§ **DESCRIPTION OF THE TASK**:
From the records below, please return each line that holds the word "SuiteSummary".
━━━ THE DATA ━━━
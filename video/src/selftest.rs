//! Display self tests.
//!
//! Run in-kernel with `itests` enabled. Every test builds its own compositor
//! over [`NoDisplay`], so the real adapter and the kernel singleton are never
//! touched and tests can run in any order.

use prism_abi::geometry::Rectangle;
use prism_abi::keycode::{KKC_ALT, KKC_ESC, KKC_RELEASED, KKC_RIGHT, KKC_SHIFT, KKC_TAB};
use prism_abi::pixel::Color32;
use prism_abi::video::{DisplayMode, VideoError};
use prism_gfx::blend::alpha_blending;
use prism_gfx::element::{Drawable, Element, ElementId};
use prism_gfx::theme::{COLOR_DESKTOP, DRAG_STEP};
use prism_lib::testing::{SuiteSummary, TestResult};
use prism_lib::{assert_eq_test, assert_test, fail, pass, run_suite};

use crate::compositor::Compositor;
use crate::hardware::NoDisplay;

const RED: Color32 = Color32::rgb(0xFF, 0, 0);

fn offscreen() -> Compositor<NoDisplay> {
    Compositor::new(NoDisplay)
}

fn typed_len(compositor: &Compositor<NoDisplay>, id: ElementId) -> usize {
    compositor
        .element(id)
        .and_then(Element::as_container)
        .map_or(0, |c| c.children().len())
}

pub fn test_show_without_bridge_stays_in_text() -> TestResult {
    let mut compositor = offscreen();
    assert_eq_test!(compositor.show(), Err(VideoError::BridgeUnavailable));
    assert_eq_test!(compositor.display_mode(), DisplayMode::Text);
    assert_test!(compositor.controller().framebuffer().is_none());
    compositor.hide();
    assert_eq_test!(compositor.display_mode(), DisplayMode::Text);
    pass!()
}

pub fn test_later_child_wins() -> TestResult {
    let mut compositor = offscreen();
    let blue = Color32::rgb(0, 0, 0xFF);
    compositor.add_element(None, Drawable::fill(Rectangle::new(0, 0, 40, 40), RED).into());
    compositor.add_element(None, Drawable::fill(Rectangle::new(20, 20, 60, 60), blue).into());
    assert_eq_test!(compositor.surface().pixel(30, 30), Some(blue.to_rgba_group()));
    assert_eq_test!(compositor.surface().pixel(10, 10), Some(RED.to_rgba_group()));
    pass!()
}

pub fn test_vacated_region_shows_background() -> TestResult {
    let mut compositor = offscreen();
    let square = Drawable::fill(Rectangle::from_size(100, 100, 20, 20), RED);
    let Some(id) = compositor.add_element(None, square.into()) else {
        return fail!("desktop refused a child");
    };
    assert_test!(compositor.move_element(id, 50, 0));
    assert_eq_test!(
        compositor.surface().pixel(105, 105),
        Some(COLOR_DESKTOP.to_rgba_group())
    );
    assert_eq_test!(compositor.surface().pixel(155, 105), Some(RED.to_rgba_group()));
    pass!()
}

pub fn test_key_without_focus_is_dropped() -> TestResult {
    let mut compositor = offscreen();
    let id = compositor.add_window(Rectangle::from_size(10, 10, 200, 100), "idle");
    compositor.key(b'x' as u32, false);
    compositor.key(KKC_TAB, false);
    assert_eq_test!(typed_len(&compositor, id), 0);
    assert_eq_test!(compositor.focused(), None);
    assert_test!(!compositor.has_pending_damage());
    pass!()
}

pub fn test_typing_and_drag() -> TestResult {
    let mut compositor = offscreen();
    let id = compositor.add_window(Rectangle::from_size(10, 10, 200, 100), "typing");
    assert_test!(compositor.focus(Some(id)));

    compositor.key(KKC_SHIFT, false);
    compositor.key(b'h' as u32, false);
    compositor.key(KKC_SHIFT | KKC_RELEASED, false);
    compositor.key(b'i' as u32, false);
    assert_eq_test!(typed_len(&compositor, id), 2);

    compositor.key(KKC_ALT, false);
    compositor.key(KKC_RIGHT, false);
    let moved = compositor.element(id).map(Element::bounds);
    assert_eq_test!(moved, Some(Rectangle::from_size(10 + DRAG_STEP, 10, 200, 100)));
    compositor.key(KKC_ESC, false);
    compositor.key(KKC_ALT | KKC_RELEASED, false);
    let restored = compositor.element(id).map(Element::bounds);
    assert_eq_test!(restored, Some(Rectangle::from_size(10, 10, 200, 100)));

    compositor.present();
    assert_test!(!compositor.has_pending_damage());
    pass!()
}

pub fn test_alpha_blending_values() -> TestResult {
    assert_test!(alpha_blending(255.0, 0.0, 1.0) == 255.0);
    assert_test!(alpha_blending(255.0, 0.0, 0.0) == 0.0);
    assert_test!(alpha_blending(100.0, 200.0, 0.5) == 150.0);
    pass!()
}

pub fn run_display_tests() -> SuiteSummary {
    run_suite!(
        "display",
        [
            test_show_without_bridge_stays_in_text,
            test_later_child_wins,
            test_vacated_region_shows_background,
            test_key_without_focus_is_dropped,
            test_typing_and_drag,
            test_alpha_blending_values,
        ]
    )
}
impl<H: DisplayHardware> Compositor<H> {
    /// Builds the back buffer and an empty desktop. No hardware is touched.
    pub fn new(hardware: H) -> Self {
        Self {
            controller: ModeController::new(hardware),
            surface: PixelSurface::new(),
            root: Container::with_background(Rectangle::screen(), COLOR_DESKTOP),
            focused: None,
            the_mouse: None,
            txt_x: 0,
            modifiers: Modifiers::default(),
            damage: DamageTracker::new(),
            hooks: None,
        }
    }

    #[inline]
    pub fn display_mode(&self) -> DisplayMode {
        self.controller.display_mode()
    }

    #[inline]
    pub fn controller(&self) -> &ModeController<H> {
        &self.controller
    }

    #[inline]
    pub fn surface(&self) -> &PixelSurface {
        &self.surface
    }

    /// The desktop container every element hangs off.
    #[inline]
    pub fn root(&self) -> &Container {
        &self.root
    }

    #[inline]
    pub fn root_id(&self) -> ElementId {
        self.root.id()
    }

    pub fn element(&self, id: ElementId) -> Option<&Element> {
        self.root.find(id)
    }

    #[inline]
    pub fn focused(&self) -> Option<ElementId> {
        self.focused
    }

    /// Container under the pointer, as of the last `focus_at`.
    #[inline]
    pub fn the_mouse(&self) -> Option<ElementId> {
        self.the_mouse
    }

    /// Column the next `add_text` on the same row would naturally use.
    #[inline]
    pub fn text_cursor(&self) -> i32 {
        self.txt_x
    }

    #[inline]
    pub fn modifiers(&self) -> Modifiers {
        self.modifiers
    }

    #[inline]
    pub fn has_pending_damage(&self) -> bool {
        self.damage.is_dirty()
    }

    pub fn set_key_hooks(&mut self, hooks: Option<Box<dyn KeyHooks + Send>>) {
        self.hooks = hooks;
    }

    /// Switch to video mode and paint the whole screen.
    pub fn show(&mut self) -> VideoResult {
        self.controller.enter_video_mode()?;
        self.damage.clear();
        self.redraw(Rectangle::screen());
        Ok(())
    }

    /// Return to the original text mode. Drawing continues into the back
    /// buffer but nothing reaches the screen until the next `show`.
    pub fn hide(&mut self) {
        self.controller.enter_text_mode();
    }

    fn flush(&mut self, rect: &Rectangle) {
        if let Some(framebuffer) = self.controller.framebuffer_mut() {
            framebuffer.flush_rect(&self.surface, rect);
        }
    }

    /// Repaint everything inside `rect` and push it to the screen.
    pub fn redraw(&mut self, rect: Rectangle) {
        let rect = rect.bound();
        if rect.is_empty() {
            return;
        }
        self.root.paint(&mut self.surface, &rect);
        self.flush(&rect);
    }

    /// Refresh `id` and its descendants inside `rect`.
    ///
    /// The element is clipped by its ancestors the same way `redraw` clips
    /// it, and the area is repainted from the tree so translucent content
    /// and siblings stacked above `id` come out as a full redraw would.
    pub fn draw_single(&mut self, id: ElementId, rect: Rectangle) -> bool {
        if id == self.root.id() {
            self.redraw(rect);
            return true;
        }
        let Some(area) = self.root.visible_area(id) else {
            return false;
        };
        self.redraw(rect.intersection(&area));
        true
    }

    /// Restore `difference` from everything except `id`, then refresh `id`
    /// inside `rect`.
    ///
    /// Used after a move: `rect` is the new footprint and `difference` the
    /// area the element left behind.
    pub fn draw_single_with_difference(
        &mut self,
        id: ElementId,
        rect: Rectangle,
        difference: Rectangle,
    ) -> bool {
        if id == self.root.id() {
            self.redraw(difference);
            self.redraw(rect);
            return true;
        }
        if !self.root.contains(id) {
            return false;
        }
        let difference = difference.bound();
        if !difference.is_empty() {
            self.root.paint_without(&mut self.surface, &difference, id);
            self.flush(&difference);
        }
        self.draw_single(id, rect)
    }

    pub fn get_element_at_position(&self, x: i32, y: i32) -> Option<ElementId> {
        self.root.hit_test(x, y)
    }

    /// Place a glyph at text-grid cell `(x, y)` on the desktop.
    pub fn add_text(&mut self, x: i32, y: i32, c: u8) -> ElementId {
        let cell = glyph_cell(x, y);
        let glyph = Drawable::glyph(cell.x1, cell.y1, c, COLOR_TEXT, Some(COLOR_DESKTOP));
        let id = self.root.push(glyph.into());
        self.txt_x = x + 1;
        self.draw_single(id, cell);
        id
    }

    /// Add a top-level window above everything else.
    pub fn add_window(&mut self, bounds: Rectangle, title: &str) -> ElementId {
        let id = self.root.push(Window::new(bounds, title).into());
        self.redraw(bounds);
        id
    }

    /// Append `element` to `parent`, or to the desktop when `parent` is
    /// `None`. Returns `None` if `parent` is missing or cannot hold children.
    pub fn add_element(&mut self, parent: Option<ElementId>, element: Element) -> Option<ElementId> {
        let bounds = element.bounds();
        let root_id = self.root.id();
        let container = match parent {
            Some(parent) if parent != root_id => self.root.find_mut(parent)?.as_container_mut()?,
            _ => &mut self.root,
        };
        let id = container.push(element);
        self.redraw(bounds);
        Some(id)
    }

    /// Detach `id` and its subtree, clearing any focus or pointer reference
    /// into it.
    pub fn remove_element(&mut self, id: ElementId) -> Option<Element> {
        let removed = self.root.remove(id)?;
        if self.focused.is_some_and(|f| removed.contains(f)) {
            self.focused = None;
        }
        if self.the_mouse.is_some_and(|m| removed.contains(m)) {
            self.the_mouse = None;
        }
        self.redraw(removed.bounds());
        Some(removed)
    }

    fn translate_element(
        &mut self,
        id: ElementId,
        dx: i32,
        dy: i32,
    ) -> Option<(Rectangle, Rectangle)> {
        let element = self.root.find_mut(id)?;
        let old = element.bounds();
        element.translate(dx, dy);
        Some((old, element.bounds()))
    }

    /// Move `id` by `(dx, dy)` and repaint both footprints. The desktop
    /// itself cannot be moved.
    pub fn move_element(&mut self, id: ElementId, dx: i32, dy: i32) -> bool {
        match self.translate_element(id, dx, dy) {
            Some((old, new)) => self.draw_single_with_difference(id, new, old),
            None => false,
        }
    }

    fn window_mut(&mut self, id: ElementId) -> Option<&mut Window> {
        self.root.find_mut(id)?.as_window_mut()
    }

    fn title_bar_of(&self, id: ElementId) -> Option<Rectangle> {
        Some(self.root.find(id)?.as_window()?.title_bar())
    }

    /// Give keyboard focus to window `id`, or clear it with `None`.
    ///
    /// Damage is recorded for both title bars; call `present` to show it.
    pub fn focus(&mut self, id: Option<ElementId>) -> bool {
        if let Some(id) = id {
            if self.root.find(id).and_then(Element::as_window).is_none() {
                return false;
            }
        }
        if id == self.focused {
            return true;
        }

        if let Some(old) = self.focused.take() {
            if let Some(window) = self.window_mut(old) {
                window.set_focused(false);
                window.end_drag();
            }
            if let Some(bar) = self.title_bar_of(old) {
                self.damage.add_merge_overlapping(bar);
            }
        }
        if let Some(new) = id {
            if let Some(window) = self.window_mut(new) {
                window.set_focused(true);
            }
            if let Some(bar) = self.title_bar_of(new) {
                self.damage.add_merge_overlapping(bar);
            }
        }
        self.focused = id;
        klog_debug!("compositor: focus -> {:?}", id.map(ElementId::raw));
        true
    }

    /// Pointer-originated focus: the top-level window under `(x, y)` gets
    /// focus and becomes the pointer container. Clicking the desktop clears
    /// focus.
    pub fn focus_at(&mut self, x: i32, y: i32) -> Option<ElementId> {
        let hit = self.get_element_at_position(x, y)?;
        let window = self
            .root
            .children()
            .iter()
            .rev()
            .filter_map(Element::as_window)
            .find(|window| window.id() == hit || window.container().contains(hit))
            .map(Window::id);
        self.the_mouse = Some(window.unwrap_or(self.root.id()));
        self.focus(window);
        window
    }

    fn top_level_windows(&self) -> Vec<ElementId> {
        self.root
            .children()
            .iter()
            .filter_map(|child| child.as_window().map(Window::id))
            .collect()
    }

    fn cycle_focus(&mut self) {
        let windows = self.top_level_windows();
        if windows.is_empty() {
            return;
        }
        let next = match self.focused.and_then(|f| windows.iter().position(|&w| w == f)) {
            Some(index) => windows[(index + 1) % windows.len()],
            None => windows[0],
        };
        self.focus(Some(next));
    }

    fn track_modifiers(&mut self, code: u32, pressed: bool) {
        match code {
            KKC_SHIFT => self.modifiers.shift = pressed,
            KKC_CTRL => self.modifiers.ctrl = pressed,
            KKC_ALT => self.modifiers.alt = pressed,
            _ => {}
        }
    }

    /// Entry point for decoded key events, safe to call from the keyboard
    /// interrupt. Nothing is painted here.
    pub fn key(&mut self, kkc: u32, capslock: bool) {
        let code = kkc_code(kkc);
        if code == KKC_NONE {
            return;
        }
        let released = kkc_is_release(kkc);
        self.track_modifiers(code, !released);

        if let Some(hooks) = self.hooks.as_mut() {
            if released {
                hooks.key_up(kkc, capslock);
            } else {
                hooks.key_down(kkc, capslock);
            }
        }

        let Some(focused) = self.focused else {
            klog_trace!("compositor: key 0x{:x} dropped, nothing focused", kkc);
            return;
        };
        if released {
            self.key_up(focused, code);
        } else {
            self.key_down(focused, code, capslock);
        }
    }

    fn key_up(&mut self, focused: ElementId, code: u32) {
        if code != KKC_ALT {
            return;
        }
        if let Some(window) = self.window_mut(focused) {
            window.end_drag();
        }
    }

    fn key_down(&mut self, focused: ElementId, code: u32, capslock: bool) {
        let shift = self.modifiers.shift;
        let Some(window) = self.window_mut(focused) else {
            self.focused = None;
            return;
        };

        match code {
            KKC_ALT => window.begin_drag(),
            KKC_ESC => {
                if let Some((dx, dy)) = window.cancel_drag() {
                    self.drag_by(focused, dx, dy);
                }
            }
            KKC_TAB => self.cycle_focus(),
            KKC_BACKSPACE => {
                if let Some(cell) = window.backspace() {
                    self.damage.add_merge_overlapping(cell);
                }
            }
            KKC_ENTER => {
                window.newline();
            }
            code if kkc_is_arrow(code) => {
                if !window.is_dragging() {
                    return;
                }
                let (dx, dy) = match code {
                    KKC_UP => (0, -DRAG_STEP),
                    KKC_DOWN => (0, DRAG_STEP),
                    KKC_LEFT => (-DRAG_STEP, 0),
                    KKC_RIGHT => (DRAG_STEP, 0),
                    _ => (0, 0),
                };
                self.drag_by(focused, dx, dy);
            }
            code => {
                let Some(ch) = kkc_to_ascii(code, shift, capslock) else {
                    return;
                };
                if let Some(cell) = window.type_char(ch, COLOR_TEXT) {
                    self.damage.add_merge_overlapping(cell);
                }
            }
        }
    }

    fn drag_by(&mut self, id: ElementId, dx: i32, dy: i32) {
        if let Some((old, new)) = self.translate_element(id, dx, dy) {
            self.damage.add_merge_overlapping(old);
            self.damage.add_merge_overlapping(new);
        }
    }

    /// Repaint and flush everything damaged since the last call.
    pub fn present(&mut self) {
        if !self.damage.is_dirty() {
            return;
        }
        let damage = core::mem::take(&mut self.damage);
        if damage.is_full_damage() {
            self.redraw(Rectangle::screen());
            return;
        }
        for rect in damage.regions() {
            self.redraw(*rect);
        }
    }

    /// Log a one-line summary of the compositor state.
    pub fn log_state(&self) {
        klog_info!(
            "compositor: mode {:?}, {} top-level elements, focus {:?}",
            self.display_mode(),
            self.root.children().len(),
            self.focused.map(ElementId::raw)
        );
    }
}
━━━
§ **EXPECTED OUTPUT**:
use prism_lib::testing::{SuiteSummary, TestResult};
pub fn run_display_tests() -> SuiteSummary {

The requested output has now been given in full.